Key research challenges
To enable this leap forward, data from the physical world and the models from the virtual worlds need to be tightly integrated. This integration must consider spatial and temporal alignment, physical constraints, and incorporation of user-centric, external, or unmodeled factors.
This requires addressing a number of key challenges such as prediction over time, determination of context in complex, open, and dynamic environments, modeling of human interaction, and estimation of non-deterministic or indeterminable physical processes. The main multi-disciplinary scientific challenge is how to learn the entire alignment and integration process end-to-end under weak, user-centric supervision.
Sustainable development
A key challenge central to all research and development is how to meet UN’s Sustainable Development Goals (SDG). Our NEST relates to and has potential impact on several of the 17 SDGs.
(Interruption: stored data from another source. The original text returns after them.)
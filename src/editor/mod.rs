mod interaction;

pub use interaction::{DRAG_THRESHOLD, Interaction};

use crate::document::{Document, ElementPatch};
use crate::element::{Element, ElementBlueprint, ElementId, ElementKind};
use crate::error::EditorError;
use crate::history::{ActionKind, History};
use egui::{Pos2, Vec2, vec2};
use uuid::Uuid;

/// Canvas footprint used until the UI reports its real size
pub const DEFAULT_CANVAS_SIZE: Vec2 = vec2(960.0, 600.0);

/// One editor instance: the element collection, its snapshot history and
/// the selection/drag state machine, plus the canvas bounds drags clamp to.
///
/// Every user-intent mutation funnels through here so history granularity
/// stays one entry per discrete action: drags update the document on every
/// pointer move but commit a single entry at pointer-up, and property-panel
/// edits coalesce until the widget interaction completes.
pub struct EditorView {
    document: Document,
    history: History,
    interaction: Interaction,
    canvas_size: Vec2,
    /// Set by live panel edits, consumed by [`Self::commit_pending_edit`]
    edit_pending: bool,
    /// One-shot request for the inline editor widget to grab focus
    inline_focus_pending: bool,
}

impl Default for EditorView {
    fn default() -> Self {
        Self::new()
    }
}

impl EditorView {
    pub fn new() -> Self {
        Self {
            document: Document::new(),
            history: History::new(),
            interaction: Interaction::Idle,
            canvas_size: DEFAULT_CANVAS_SIZE,
            edit_pending: false,
            inline_focus_pending: false,
        }
    }

    pub fn document(&self) -> &Document {
        &self.document
    }

    pub fn history(&self) -> &History {
        &self.history
    }

    pub fn interaction(&self) -> &Interaction {
        &self.interaction
    }

    pub fn canvas_size(&self) -> Vec2 {
        self.canvas_size
    }

    /// Keep the clamping bounds in sync with the canvas widget
    pub fn set_canvas_size(&mut self, size: Vec2) {
        self.canvas_size = size;
    }

    pub fn selected_id(&self) -> Option<ElementId> {
        self.interaction.selected_id()
    }

    pub fn selected_element(&self) -> Option<&Element> {
        self.selected_id().and_then(|id| self.document.find(id))
    }

    fn record(&mut self, kind: ActionKind, description: impl Into<String>) {
        self.history.record(kind, description, self.document.snapshot());
    }

    // ---- user-intent entry points -------------------------------------

    /// Add a fresh element of `kind`, select it, one `Create` entry
    pub fn request_add_element(&mut self, kind: ElementKind) -> ElementId {
        let id = self.document.add_element(kind, self.canvas_size);
        self.interaction = Interaction::Selected { id };
        log::info!("added {} as {id}", kind.label());
        self.record(ActionKind::Create, format!("Added {}", kind.label()));
        id
    }

    /// Remove an element; clears selection when it was the selected one.
    /// Unknown ids are ignored.
    pub fn delete_element(&mut self, id: ElementId) {
        let label = self.document.find(id).map(|el| el.kind.label());
        if !self.document.delete_element(id) {
            return;
        }
        if self.interaction.selected_id() == Some(id) {
            self.interaction = Interaction::Idle;
        }
        log::info!("deleted {id}");
        self.record(
            ActionKind::Delete,
            format!("Deleted {}", label.unwrap_or("element")),
        );
    }

    pub fn delete_selected(&mut self) {
        if let Some(id) = self.selected_id() {
            self.delete_element(id);
        }
    }

    /// Clone an element with a visible offset; the copy becomes the
    /// selection. Unknown ids are ignored.
    pub fn duplicate_element(&mut self, id: ElementId) -> Option<ElementId> {
        let new_id = self.document.duplicate_element(id)?;
        self.interaction = Interaction::Selected { id: new_id };
        let label = self
            .document
            .find(new_id)
            .map_or("element", |el| el.kind.label());
        log::info!("duplicated {id} as {new_id}");
        self.record(ActionKind::Create, format!("Duplicated {label}"));
        Some(new_id)
    }

    pub fn duplicate_selected(&mut self) -> Option<ElementId> {
        let id = self.selected_id()?;
        self.duplicate_element(id)
    }

    /// Live partial update from the property panel. Writes straight into
    /// the document (positions deliberately unclamped: a typed value is
    /// declared intent) and arms the coalesced edit entry.
    pub fn apply_patch(&mut self, id: ElementId, patch: ElementPatch) {
        if self.document.update_element(id, patch) {
            self.edit_pending = true;
        }
    }

    /// Record the single `Edit` entry for a completed run of panel edits.
    /// No-op when nothing changed since the last commit.
    pub fn commit_pending_edit(&mut self, description: impl Into<String>) {
        if self.edit_pending {
            self.edit_pending = false;
            self.record(ActionKind::Edit, description);
        }
    }

    /// Replace the whole collection from a preset, as one `Create` entry
    pub fn load_template(&mut self, name: &str, blueprints: Vec<ElementBlueprint>) {
        self.document.load_blueprints(blueprints);
        self.interaction = Interaction::Idle;
        log::info!("loaded preset '{name}' ({} elements)", self.document.len());
        self.record(ActionKind::Create, format!("Loaded preset: {name}"));
    }

    /// Explicit save marker in the history
    pub fn save_snapshot(&mut self) {
        self.record(ActionKind::Save, "Saved design");
    }

    // ---- selection ------------------------------------------------------

    /// Explicitly select an element (pure read of the model). Unknown ids
    /// are ignored.
    pub fn select(&mut self, id: ElementId) {
        if self.document.find(id).is_some() {
            self.interaction = Interaction::Selected { id };
        }
    }

    pub fn deselect(&mut self) {
        self.interaction = Interaction::Idle;
    }

    // ---- history navigation ----------------------------------------------

    pub fn undo(&mut self) -> bool {
        let Some(snapshot) = self.history.undo() else {
            return false;
        };
        if let Err(err) = self.document.replace(snapshot) {
            log::warn!("undo refused: {err}");
            self.history.redo();
            return false;
        }
        // A selection into the previous state would be stale
        self.interaction = Interaction::Idle;
        true
    }

    pub fn redo(&mut self) -> bool {
        let Some(snapshot) = self.history.redo() else {
            return false;
        };
        if let Err(err) = self.document.replace(snapshot) {
            log::warn!("redo refused: {err}");
            self.history.undo();
            return false;
        }
        self.interaction = Interaction::Idle;
        true
    }

    /// Jump to an arbitrary history entry (from the history list UI)
    pub fn restore_entry(&mut self, entry_id: Uuid) -> Result<(), EditorError> {
        let previous = self.history.cursor();
        let snapshot = self.history.restore_to(entry_id)?;
        if let Err(err) = self.document.replace(snapshot) {
            self.history.set_cursor(previous);
            return Err(err);
        }
        self.interaction = Interaction::Idle;
        log::debug!("restored history entry {entry_id}");
        Ok(())
    }

    /// Empty the history log; the live document is untouched
    pub fn clear_history(&mut self) {
        self.history.clear();
    }

    // ---- pointer state machine -------------------------------------------

    /// Pointer pressed at `pos` (canvas-local). Over an element this arms a
    /// drag and selects it; over empty canvas it clears the selection.
    pub fn pointer_down(&mut self, pos: Pos2) {
        if self.interaction.is_editing() {
            self.commit_inline_edit();
        }
        match self.document.topmost_at(pos) {
            Some(element) => {
                self.interaction = Interaction::DragArmed {
                    id: element.id,
                    press: pos,
                    grab_offset: pos - element.position,
                };
            }
            None => self.interaction = Interaction::Idle,
        }
    }

    /// Pointer moved to `pos` while down. Updates the live position every
    /// tick (clamped to the canvas) without touching history.
    pub fn pointer_moved(&mut self, pos: Pos2) {
        match self.interaction.clone() {
            Interaction::DragArmed {
                id,
                press,
                grab_offset,
            } => {
                if (pos - press).length() >= DRAG_THRESHOLD {
                    self.interaction = Interaction::Dragging {
                        id,
                        grab_offset,
                        last: pos,
                    };
                    self.move_dragged(id, grab_offset, pos);
                }
            }
            Interaction::Dragging {
                id, grab_offset, ..
            } => {
                self.interaction = Interaction::Dragging {
                    id,
                    grab_offset,
                    last: pos,
                };
                self.move_dragged(id, grab_offset, pos);
            }
            _ => {}
        }
    }

    /// Pointer released at `pos`. Commits a finished drag as exactly one
    /// history entry; an armed-but-unmoved press stays a plain selection.
    pub fn pointer_released(&mut self, pos: Pos2) {
        match self.interaction.clone() {
            Interaction::DragArmed { id, .. } => {
                self.interaction = Interaction::Selected { id };
            }
            Interaction::Dragging {
                id, grab_offset, ..
            } => {
                self.move_dragged(id, grab_offset, pos);
                self.finish_drag(id);
            }
            _ => {}
        }
    }

    /// The pointer vanished mid-gesture (released off-canvas or left the
    /// window). Behaves exactly like pointer-up at the last known position,
    /// so a drag can never stick.
    pub fn pointer_cancelled(&mut self) {
        match self.interaction.clone() {
            Interaction::DragArmed { id, .. } => {
                self.interaction = Interaction::Selected { id };
            }
            Interaction::Dragging {
                id,
                grab_offset,
                last,
            } => {
                self.move_dragged(id, grab_offset, last);
                self.finish_drag(id);
            }
            _ => {}
        }
    }

    /// Double-click at `pos`: opens the in-place editor for kinds that
    /// support it, otherwise just selects
    pub fn double_click(&mut self, pos: Pos2) {
        let Some(element) = self.document.topmost_at(pos) else {
            self.interaction = Interaction::Idle;
            return;
        };
        let (id, kind, content) = (element.id, element.kind, element.content.clone());
        if kind.supports_inline_edit() {
            self.interaction = Interaction::EditingInline { id, draft: content };
            self.inline_focus_pending = true;
        } else {
            self.interaction = Interaction::Selected { id };
        }
    }

    fn move_dragged(&mut self, id: ElementId, grab_offset: Vec2, pointer: Pos2) {
        let Some(footprint) = self.document.find(id).map(|el| el.footprint()) else {
            return;
        };
        let target = self.clamp_to_canvas(pointer - grab_offset, footprint);
        self.document.update_element(id, ElementPatch::position(target));
    }

    fn finish_drag(&mut self, id: ElementId) {
        let label = self.document.find(id).map_or("element", |el| el.kind.label());
        log::debug!("drag committed for {id}");
        self.record(ActionKind::Edit, format!("Moved {label}"));
        self.interaction = Interaction::Selected { id };
    }

    /// Clamp per axis so the element stays fully inside the canvas. When
    /// the element is larger than the canvas the origin pins to zero.
    fn clamp_to_canvas(&self, pos: Pos2, footprint: Vec2) -> Pos2 {
        Pos2 {
            x: pos.x.clamp(0.0, (self.canvas_size.x - footprint.x).max(0.0)),
            y: pos.y.clamp(0.0, (self.canvas_size.y - footprint.y).max(0.0)),
        }
    }

    // ---- inline editing ---------------------------------------------------

    /// Open the in-place editor for `id` (the canvas edit control does
    /// this without a double-click). Ignored for kinds without inline text.
    pub fn begin_inline_edit(&mut self, id: ElementId) {
        let Some(element) = self.document.find(id) else {
            return;
        };
        if element.kind.supports_inline_edit() {
            self.interaction = Interaction::EditingInline {
                id,
                draft: element.content.clone(),
            };
            self.inline_focus_pending = true;
        }
    }

    /// Active inline edit target and its draft buffer, for the text widget
    pub fn inline_edit_mut(&mut self) -> Option<(ElementId, &mut String)> {
        match &mut self.interaction {
            Interaction::EditingInline { id, draft } => Some((*id, draft)),
            _ => None,
        }
    }

    /// Whether the inline editor widget should grab focus this frame
    pub fn take_inline_focus_request(&mut self) -> bool {
        std::mem::take(&mut self.inline_focus_pending)
    }

    /// Write the draft back verbatim (empty allowed) and record one `Edit`
    /// entry, unless the content did not change
    pub fn commit_inline_edit(&mut self) {
        if let Interaction::EditingInline { id, draft } = self.interaction.clone() {
            let changed = self
                .document
                .find(id)
                .is_some_and(|el| el.content != draft);
            if changed {
                let label = self.document.find(id).map_or("element", |el| el.kind.label());
                self.document.update_element(id, ElementPatch::content(draft));
                self.record(ActionKind::Edit, format!("Edited {label}"));
            }
            self.interaction = Interaction::Selected { id };
        }
    }

    /// Abandon the draft without writing it back
    pub fn cancel_inline_edit(&mut self) {
        if let Interaction::EditingInline { id, .. } = self.interaction {
            self.interaction = Interaction::Selected { id };
        }
    }
}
- Hybrid modelling of weather systems can improve accuracy and reliability in the prediction of extreme weather events, related to SDG 13.1 on strengthening our resilience to climate-related hazards and natural disasters.
- The applications in hybrid modelling for traffic planning and road safety estimation relates to SDG 11.2 towards safe and sustainable transportation systems.
- The AR applications for “at home” visualization of furniture and living space optimization relates to SDG 11.3 and urbanization.
- With a foundation in the research within __main__, we are collaborating with climate researchers to develop AI-powered decision support systems to support SDG 13 by increasing knowledge about climate change and global warming, and by facilitating researchers and decision-makers with tools for visualization and analysis.